Sunday, April 29, 2012

Fatigue: The Double Agent

In our last post, Owen talked about his personal experience of how perseverance through a decline in performance ultimately led to ‘overtraining’. We are going to dig a little deeper and show you that there is a big grey area when it comes to overtraining.


Revision: Exercise causes a disruption to the body’s homeostasis resulting in an acute decline in performance. When given adequate rest, the body will recover and performance will increase. When we do not give the body adequate rest, this is where problems start to arise…

Firstly, don’t think that the second you get tired you are overtrained. Also, realize that there are a few intermediate steps before you develop Overtraining Syndrome (OTS). The level of ‘overtraining’ is categorized according to the time it takes to restore performance. Now for some new terms:
  • Functional Overreaching (FOR): allowing fatigue to accumulate from consecutive training bouts, knowing they will be followed by a recovery period.  This can be recovered from in around a week.
  • Non-Functional Overreaching (NFOR): Ignoring that recovery period when you have overreached.
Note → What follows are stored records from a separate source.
//! Filesystem-backed KVS
//!
//! Key `a.b.c` maps to `<root>/a/b/c`. Directories are directories, values
//! are regular files holding the value text.
//!
//! Commits write each value and fsync both the file and its parent
//! directory before resolving. A commit is applied in operation order; it is
//! not atomic across operations.

use std::fs::{self, File, OpenOptions};
use std::io::{self, Write};
use std::path::{Path, PathBuf};

use super::errors::{KvsError, KvsResult};
use super::txn::{Transaction, TxnOp};
use super::{validate_key, DirEntry, Kvs, KvsDir, KvsFuture, SEPARATOR};

/// KVS rooted at a local directory
#[derive(Debug, Clone)]
pub struct DirKvs {
    root: PathBuf,
}

impl DirKvs {
    /// Opens a store rooted at `root`, creating the directory if needed
    pub fn open(root: impl AsRef<Path>) -> KvsResult<Self> {
        let root = root.as_ref().to_path_buf();
        fs::create_dir_all(&root).map_err(|e| {
            KvsError::io(
                root.display().to_string(),
                format!("failed to create store directory: {}", e),
            )
        })?;
        Ok(Self { root })
    }

    /// The store's root directory
    pub fn root(&self) -> &Path {
        &self.root
    }

    /// Maps a key to its path under the root
    pub fn key_path(&self, key: &str) -> KvsResult<PathBuf> {
        validate_key(key)?;
        let mut path = self.root.clone();
        for segment in key.split(SEPARATOR) {
            if segment.contains('/') || segment.contains('\\') {
                return Err(KvsError::InvalidKey(key.to_string()));
            }
            path.push(segment);
        }
        Ok(path)
    }
}

impl Kvs for DirKvs {
    fn lookup(&self, key: &str) -> KvsFuture<'_, String> {
        let key = key.to_string();
        Box::pin(async move {
            let path = self.key_path(&key)?;
            let meta = tokio::fs::metadata(&path)
                .await
                .map_err(|e| map_io(&key, e))?;
            if meta.is_dir() {
                return Err(KvsError::IsADirectory(key));
            }
            tokio::fs::read_to_string(&path)
                .await
                .map_err(|e| map_io(&key, e))
        })
    }

    fn readdir(&self, key: &str) -> KvsFuture<'_, KvsDir> {
        let key = key.to_string();
        Box::pin(async move {
            let path = self.key_path(&key)?;
            let meta = tokio::fs::metadata(&path)
                .await
                .map_err(|e| map_io(&key, e))?;
            if !meta.is_dir() {
                return Err(KvsError::NotADirectory(key));
            }

            let mut reader = tokio::fs::read_dir(&path)
                .await
                .map_err(|e| map_io(&key, e))?;
            let mut entries = Vec::new();
            while let Some(entry) = reader.next_entry().await.map_err(|e| map_io(&key, e))? {
                let Ok(name) = entry.file_name().into_string() else {
                    continue;
                };
                if name.contains(SEPARATOR) {
                    continue;
                }
                let file_type = entry.file_type().await.map_err(|e| map_io(&key, e))?;
                entries.push(DirEntry {
                    name,
                    is_dir: file_type.is_dir(),
                });
            }
            // Filesystem order is arbitrary
            entries.sort_by(|a, b| a.name.cmp(&b.name));

            Ok(KvsDir::new(key, entries))
        })
    }

    fn commit(&self, txn: Transaction) -> KvsFuture<'_, ()> {
        let store = self.clone();
        Box::pin(async move {
            tokio::task::spawn_blocking(move || store.apply(&txn))
                .await
                .map_err(|e| KvsError::io("commit", format!("commit task failed: {}", e)))?
        })
    }
}

impl DirKvs {
    fn apply(&self, txn: &Transaction) -> KvsResult<()> {
        for op in txn.ops() {
            match op {
                TxnOp::Put { key, value } => self.write_value(key, value)?,
                TxnOp::Unlink { key } => self.unlink(key)?,
            }
        }
        Ok(())
    }

    fn write_value(&self, key: &str, value: &str) -> KvsResult<()> {
        let path = self.key_path(key)?;
        if let Some(parent) = path.parent() {
            self.make_parent_dirs(key, parent)?;
        }
        if path.is_dir() {
            fs::remove_dir_all(&path).map_err(|e| map_io(key, e))?;
        }

        let mut file = File::create(&path).map_err(|e| map_io(key, e))?;
        file.write_all(value.as_bytes())
            .map_err(|e| map_io(key, e))?;
        // fsync is mandatory before acknowledging
        file.sync_all().map_err(|e| map_io(key, e))?;

        if let Some(parent) = path.parent() {
            let dir = OpenOptions::new()
                .read(true)
                .open(parent)
                .map_err(|e| map_io(key, e))?;
            dir.sync_all().map_err(|e| map_io(key, e))?;
        }
        Ok(())
    }

    /// Creates missing ancestors, replacing any ancestor that is a value
    fn make_parent_dirs(&self, key: &str, parent: &Path) -> KvsResult<()> {
        let mut current = self.root.clone();
        let relative = parent.strip_prefix(&self.root).unwrap_or(parent);
        for component in relative.components() {
            current.push(component);
            if current.is_file() {
                fs::remove_file(&current).map_err(|e| map_io(key, e))?;
            }
        }
        fs::create_dir_all(parent).map_err(|e| map_io(key, e))
    }

    fn unlink(&self, key: &str) -> KvsResult<()> {
        let path = self.key_path(key)?;
        let result = if path.is_dir() {
            fs::remove_dir_all(&path)
        } else {
            fs::remove_file(&path)
        };
        match result {
            Ok(()) => Ok(()),
            Err(e) if e.kind() == io::ErrorKind::NotFound => Ok(()),
            Err(e) => Err(map_io(key, e)),
        }
    }
}

fn map_io(key: &str, err: io::Error) -> KvsError {
    if err.kind() == io::ErrorKind::NotFound {
        KvsError::NotFound(key.to_string())
    } else {
        KvsError::io(key, err.to_string())
    }
}
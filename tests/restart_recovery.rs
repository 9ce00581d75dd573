//! Restart Recovery Tests
//!
//! Covers the startup sequence end to end:
//! - Empty and populated namespaces
//! - Exact reconstruction of replayed jobs
//! - SCHED jobs restarted, running jobs marked for reattach
//! - Callback ordering per job and between passes
//! - Fail-fast traversal with a partial table left behind
//! - Collaborator failures tolerated during resume

mod common;

use std::collections::BTreeSet;

use common::{memory_store, store_job, Call, JsonReplay, Recorder};
use jobmgr::config::RestartConfig;
use jobmgr::job::{Job, JobFlags, JobState, Priority};
use jobmgr::jobid::{IdEncoding, JobId};
use jobmgr::kvs::{DirKvs, KvsError, MemoryKvs};
use jobmgr::restart::{
    RestartErrorCode, RestartManager, EVENT_EXEC_REATTACH_START, EVENT_FLUX_RESTART,
    JOBSPEC_KEY, JOBTAP_JOB_CREATE, JOBTAP_JOB_NEW,
};
use rand::rngs::StdRng;
use rand::seq::SliceRandom;
use rand::{Rng, SeedableRng};
use serde_json::json;
use tempfile::TempDir;

// =============================================================================
// Test Utilities
// =============================================================================

fn random_jobs(seed: u64, count: usize) -> Vec<Job> {
    let mut rng = StdRng::seed_from_u64(seed);
    let mut ids = BTreeSet::new();
    while ids.len() < count {
        // Mix jobs that share shards with jobs that do not
        let id = match rng.gen_range(0..3) {
            0 => rng.gen_range(1..64),
            1 => rng.gen_range(0..4u64) << 32 | rng.gen_range(1..8u64),
            _ => rng.gen::<u64>(),
        };
        ids.insert(id);
    }

    let flag_choices = [
        JobFlags::NONE,
        JobFlags::DEBUG,
        JobFlags::WAITABLE,
        JobFlags::DEBUG | JobFlags::WAITABLE,
    ];
    let active = [
        JobState::New,
        JobState::Depend,
        JobState::Priority,
        JobState::Sched,
        JobState::Run,
        JobState::Cleanup,
    ];

    let mut jobs: Vec<Job> = ids
        .into_iter()
        .map(|id| {
            let priority = if rng.gen_bool(0.5) {
                Priority::Value(rng.gen_range(0..1000))
            } else {
                Priority::Unset
            };
            let mut job = Job::new(JobId::new(id))
                .with_state(*active.choose(&mut rng).unwrap())
                .with_flags(*flag_choices.choose(&mut rng).unwrap())
                .with_priority(priority);
            job.userid = rng.gen_range(0..5000);
            job.urgency = rng.gen_range(0..32);
            job.t_submit = 1_700_000_000.5;
            job
        })
        .collect();
    jobs.shuffle(&mut rng);
    jobs
}

fn is_jobtap(call: &Call, topic: &str) -> bool {
    matches!(call, Call::Jobtap { topic: t, .. } if t == topic)
}

async fn restart(kvs: &MemoryKvs) -> (RestartManager, Recorder) {
    let mut manager = RestartManager::default();
    let mut hooks = Recorder::new();
    manager
        .restart_from_kvs(kvs, &JsonReplay, &mut hooks)
        .await
        .unwrap();
    (manager, hooks)
}

// =============================================================================
// Empty Store
// =============================================================================

#[tokio::test]
async fn test_empty_store_restores_nothing() {
    let kvs = MemoryKvs::new();
    let mut manager = RestartManager::default();
    let mut hooks = Recorder::new();

    let summary = manager
        .restart_from_kvs(&kvs, &JsonReplay, &mut hooks)
        .await
        .unwrap();

    assert_eq!(summary.jobs_restored, 0);
    assert_eq!(summary.running_jobs, 0);
    assert_eq!(summary.max_jobid, JobId::new(0));
    assert!(manager.active_jobs().is_empty());
    assert!(hooks.calls.is_empty());
}

// =============================================================================
// Concrete Scenario
// =============================================================================

/// A scheduled job and a running debug job survive a restart
#[tokio::test]
async fn test_sched_and_debug_run_jobs() {
    let a = JobId::decode("0000.0004.b200.0000", IdEncoding::DotHex).unwrap();
    let b = JobId::decode("0000.0004.b300.0000", IdEncoding::DotHex).unwrap();
    let kvs = memory_store(&[
        Job::new(a)
            .with_state(JobState::Sched)
            .with_priority(Priority::Value(7)),
        Job::new(b)
            .with_state(JobState::Run)
            .with_flags(JobFlags::DEBUG),
    ])
    .await;

    let (manager, hooks) = restart(&kvs).await;

    let table = manager.active_jobs();
    assert_eq!(table.len(), 2);

    let job_a = table.get(a).unwrap();
    assert_eq!(job_a.priority, Priority::Unset);
    assert!(!job_a.reattach);
    assert_eq!(hooks.posts(a, EVENT_FLUX_RESTART), 1);

    let job_b = table.get(b).unwrap();
    assert!(job_b.reattach);
    assert_eq!(hooks.posts(b, EVENT_EXEC_REATTACH_START), 1);
    assert!(hooks.calls.contains(&Call::Post {
        id: b,
        name: EVENT_EXEC_REATTACH_START.to_string(),
        context: Some(json!({ "id": b.as_u64() })),
    }));

    assert_eq!(manager.running_jobs(), 1);
    assert_eq!(manager.max_jobid(), b);
}

// =============================================================================
// Reconstruction
// =============================================================================

/// Jobs enter the table exactly as replayed, regardless of store order
#[tokio::test]
async fn test_round_trip_of_replayed_fields() {
    for seed in 0..4 {
        let jobs = random_jobs(seed, 40);
        let kvs = memory_store(&jobs).await;
        let (manager, hooks) = restart(&kvs).await;

        assert_eq!(manager.active_jobs().len(), jobs.len());
        assert_eq!(hooks.restored.len(), jobs.len());
        for job in &jobs {
            let seen = hooks.restored.iter().find(|j| j.id == job.id).unwrap();
            assert_eq!(seen, job);
        }
    }
}

#[tokio::test]
async fn test_walk_visits_jobs_in_id_order() {
    let jobs = random_jobs(7, 30);
    let kvs = memory_store(&jobs).await;
    let (_, hooks) = restart(&kvs).await;

    let visited: Vec<JobId> = hooks.restored.iter().map(|j| j.id).collect();
    let mut sorted = visited.clone();
    sorted.sort();
    assert_eq!(visited, sorted);
}

#[tokio::test]
async fn test_waitable_jobs_registered_before_state_action() {
    let waitable = Job::new(JobId::new(1)).with_flags(JobFlags::WAITABLE);
    let plain = Job::new(JobId::new(2));
    let kvs = memory_store(&[waitable, plain]).await;

    let (_, hooks) = restart(&kvs).await;

    let calls = hooks.calls_for(JobId::new(1));
    assert_eq!(calls[0], &Call::Wait(JobId::new(1)));
    assert_eq!(calls[1], &Call::Action(JobId::new(1)));
    assert!(!hooks.calls.contains(&Call::Wait(JobId::new(2))));
}

// =============================================================================
// Resume
// =============================================================================

#[tokio::test]
async fn test_sched_jobs_lose_priority_and_restart_once() {
    let jobs = random_jobs(11, 50);
    let kvs = memory_store(&jobs).await;
    let (manager, hooks) = restart(&kvs).await;

    for job in &jobs {
        let restored = manager.active_jobs().get(job.id).unwrap();
        let restarts = hooks.posts(job.id, EVENT_FLUX_RESTART);
        if job.state == JobState::Sched {
            assert_eq!(restored.priority, Priority::Unset);
            assert_eq!(restarts, 1);
        } else {
            assert_eq!(restored.priority, job.priority);
            assert_eq!(restarts, 0);
        }
    }
}

#[tokio::test]
async fn test_running_jobs_marked_for_reattach() {
    let jobs = random_jobs(12, 50);
    let kvs = memory_store(&jobs).await;
    let (manager, hooks) = restart(&kvs).await;

    let running = jobs.iter().filter(|j| j.state.is_running()).count();
    assert_eq!(manager.running_jobs(), running);

    for job in &jobs {
        let restored = manager.active_jobs().get(job.id).unwrap();
        assert_eq!(restored.reattach, job.state.is_running());
        let expected = usize::from(job.state.is_running() && job.is_debug());
        assert_eq!(hooks.posts(job.id, EVENT_EXEC_REATTACH_START), expected);
    }
}

#[tokio::test]
async fn test_dependencies_rechecked_for_new_and_depend() {
    let jobs = random_jobs(13, 40);
    let kvs = memory_store(&jobs).await;
    let (_, hooks) = restart(&kvs).await;

    for job in &jobs {
        let checks: Vec<_> = hooks
            .calls_for(job.id)
            .into_iter()
            .filter(|c| matches!(c, Call::Depend { .. }))
            .collect();
        if matches!(job.state, JobState::New | JobState::Depend) {
            assert_eq!(
                checks,
                vec![&Call::Depend {
                    id: job.id,
                    restart: true
                }]
            );
        } else {
            assert!(checks.is_empty());
        }
    }
}

/// job.create, then job.new, then any event, for every job
#[tokio::test]
async fn test_jobtap_callbacks_precede_events() {
    let jobs = random_jobs(14, 40);
    let kvs = memory_store(&jobs).await;
    let (_, hooks) = restart(&kvs).await;

    for job in &jobs {
        let calls = hooks.calls_for(job.id);
        let create = calls
            .iter()
            .position(|c| is_jobtap(c, JOBTAP_JOB_CREATE))
            .unwrap();
        let new = calls
            .iter()
            .position(|c| is_jobtap(c, JOBTAP_JOB_NEW))
            .unwrap();
        assert!(create < new);

        for (i, call) in calls.iter().enumerate() {
            if matches!(call, Call::Post { .. }) {
                assert!(new < i, "event posted before job.new for {}", job.id);
            }
        }
    }
}

/// Every job is in the table before any job is resumed
#[tokio::test]
async fn test_passes_do_not_interleave() {
    let jobs = random_jobs(15, 30);
    let kvs = memory_store(&jobs).await;
    let (_, hooks) = restart(&kvs).await;

    let last_pass1 = hooks
        .calls
        .iter()
        .rposition(|c| matches!(c, Call::Wait(_) | Call::Action(_)))
        .unwrap();
    let first_pass2 = hooks
        .calls
        .iter()
        .position(|c| matches!(c, Call::Depend { .. } | Call::Jobtap { .. } | Call::Post { .. }))
        .unwrap();
    assert!(last_pass1 < first_pass2);
}

#[tokio::test]
async fn test_collaborator_failures_do_not_abort() {
    let jobs = random_jobs(16, 25);
    let kvs = memory_store(&jobs).await;
    let mut manager = RestartManager::default();
    let mut hooks = Recorder::failing();

    let summary = manager
        .restart_from_kvs(&kvs, &JsonReplay, &mut hooks)
        .await
        .unwrap();

    assert_eq!(summary.jobs_restored, jobs.len());
    let sched = jobs.iter().filter(|j| j.state == JobState::Sched).count();
    let restarts: usize = jobs
        .iter()
        .map(|j| hooks.posts(j.id, EVENT_FLUX_RESTART))
        .sum();
    assert_eq!(restarts, sched);
}

// =============================================================================
// Fail-Fast Traversal
// =============================================================================

/// Jobs walked before the failure stay in the table; later jobs are never read
#[tokio::test]
async fn test_missing_jobspec_aborts_with_partial_table() {
    let ids: Vec<JobId> = [1u64, 2, 3, 4].into_iter().map(JobId::new).collect();
    let kvs = memory_store(&ids.iter().map(|id| Job::new(*id)).collect::<Vec<_>>()).await;
    let broken = ids[2].kvs_key("job", JOBSPEC_KEY);
    kvs.inject_fault(&broken, KvsError::NotFound(broken.clone()));

    let mut manager = RestartManager::default();
    let mut hooks = Recorder::new();
    let err = manager
        .restart_from_kvs(&kvs, &JsonReplay, &mut hooks)
        .await
        .unwrap_err();

    assert_eq!(err.code(), RestartErrorCode::KvsLookupFailed);
    assert!(err.is_fatal());
    assert_eq!(err.key(), Some(broken.as_str()));
    assert_eq!(manager.active_jobs().sorted_ids(), vec![ids[0], ids[1]]);
    assert_eq!(manager.max_jobid(), ids[1]);

    // Resume never started
    assert!(hooks
        .calls
        .iter()
        .all(|c| matches!(c, Call::Wait(_) | Call::Action(_))));
    assert!(!kvs.requests().iter().any(|k| k.contains(".0004.")));
}

#[tokio::test]
async fn test_unreplayable_eventlog_aborts() {
    let kvs = memory_store(&[Job::new(JobId::new(1))]).await;
    kvs.insert("job.0000.0000.0000.0002.eventlog", "not json")
        .unwrap();
    kvs.insert("job.0000.0000.0000.0002.jobspec", "{}").unwrap();
    store_job(&kvs, &Job::new(JobId::new(3))).await;

    let mut manager = RestartManager::default();
    let err = manager
        .restart_from_kvs(&kvs, &JsonReplay, &mut Recorder::new())
        .await
        .unwrap_err();

    assert_eq!(err.code(), RestartErrorCode::EventlogReplayFailed);
    assert_eq!(err.job_id(), Some(JobId::new(2)));
    assert_eq!(manager.active_jobs().sorted_ids(), vec![JobId::new(1)]);
}

#[tokio::test]
async fn test_corrupt_leaf_aborts() {
    let kvs = memory_store(&[Job::new(JobId::new(1))]).await;
    kvs.insert("job.0000.0000.0000.00zz.eventlog", "{}").unwrap();

    let mut manager = RestartManager::default();
    let err = manager
        .restart_from_kvs(&kvs, &JsonReplay, &mut Recorder::new())
        .await
        .unwrap_err();

    assert_eq!(err.code(), RestartErrorCode::IdDecodeFailed);
    assert!(err.to_string().starts_with("[FATAL] JOBMGR_ID_DECODE_FAILED"));
    assert_eq!(manager.active_jobs().len(), 1);
}

// =============================================================================
// Filesystem Store
// =============================================================================

#[tokio::test]
async fn test_restart_from_directory_store() {
    let temp_dir = TempDir::new().unwrap();
    let jobs = random_jobs(21, 12);
    {
        let kvs = DirKvs::open(temp_dir.path()).unwrap();
        for job in &jobs {
            store_job(&kvs, job).await;
        }
    }

    let kvs = DirKvs::open(temp_dir.path()).unwrap();
    let mut manager = RestartManager::new(RestartConfig::default());
    let mut hooks = Recorder::new();
    let summary = manager
        .restart_from_kvs(&kvs, &JsonReplay, &mut hooks)
        .await
        .unwrap();

    assert_eq!(summary.jobs_restored, jobs.len());
    let max = jobs.iter().map(|j| j.id).max().unwrap();
    assert_eq!(summary.max_jobid, max);
    for job in &jobs {
        assert!(manager.active_jobs().contains(job.id));
    }
}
This can take up to months to recover from. If you continue to train, this will eventually lead to Overtraining Syndrome (OTS), which can take years to recover from.

Time to throw another spanner in the works. Studies have shown that endurance training and resistance training lead to different types of overtraining. Parasympathetic overtraining (thought to arise from endurance training) affects the hypothalamic-pituitary-adrenal axis and alters levels of cortisol, testosterone and catecholamines. Sympatheitc overtraining (thought to arise from resistance training) increases excitability and has been linked with restlessness and irritability.
 
Other symptoms of overtraining include:
-       decreased sex drive, loss of appetite, decrease in enthusiasm
-       alterations to resting heart rate, reduced sympathetic drive, reduced heart rate variability.
Hopefully you now realize that temporary declines in performance are the precursor to performance gain. Be careful because this decline in performance is a double agent. If you don’t watch it carefully, it can quickly lead to overreaching and eventually Overtraining Syndrome. In our next article, we are going to talk about ways to avoid OTS. Stay tuned!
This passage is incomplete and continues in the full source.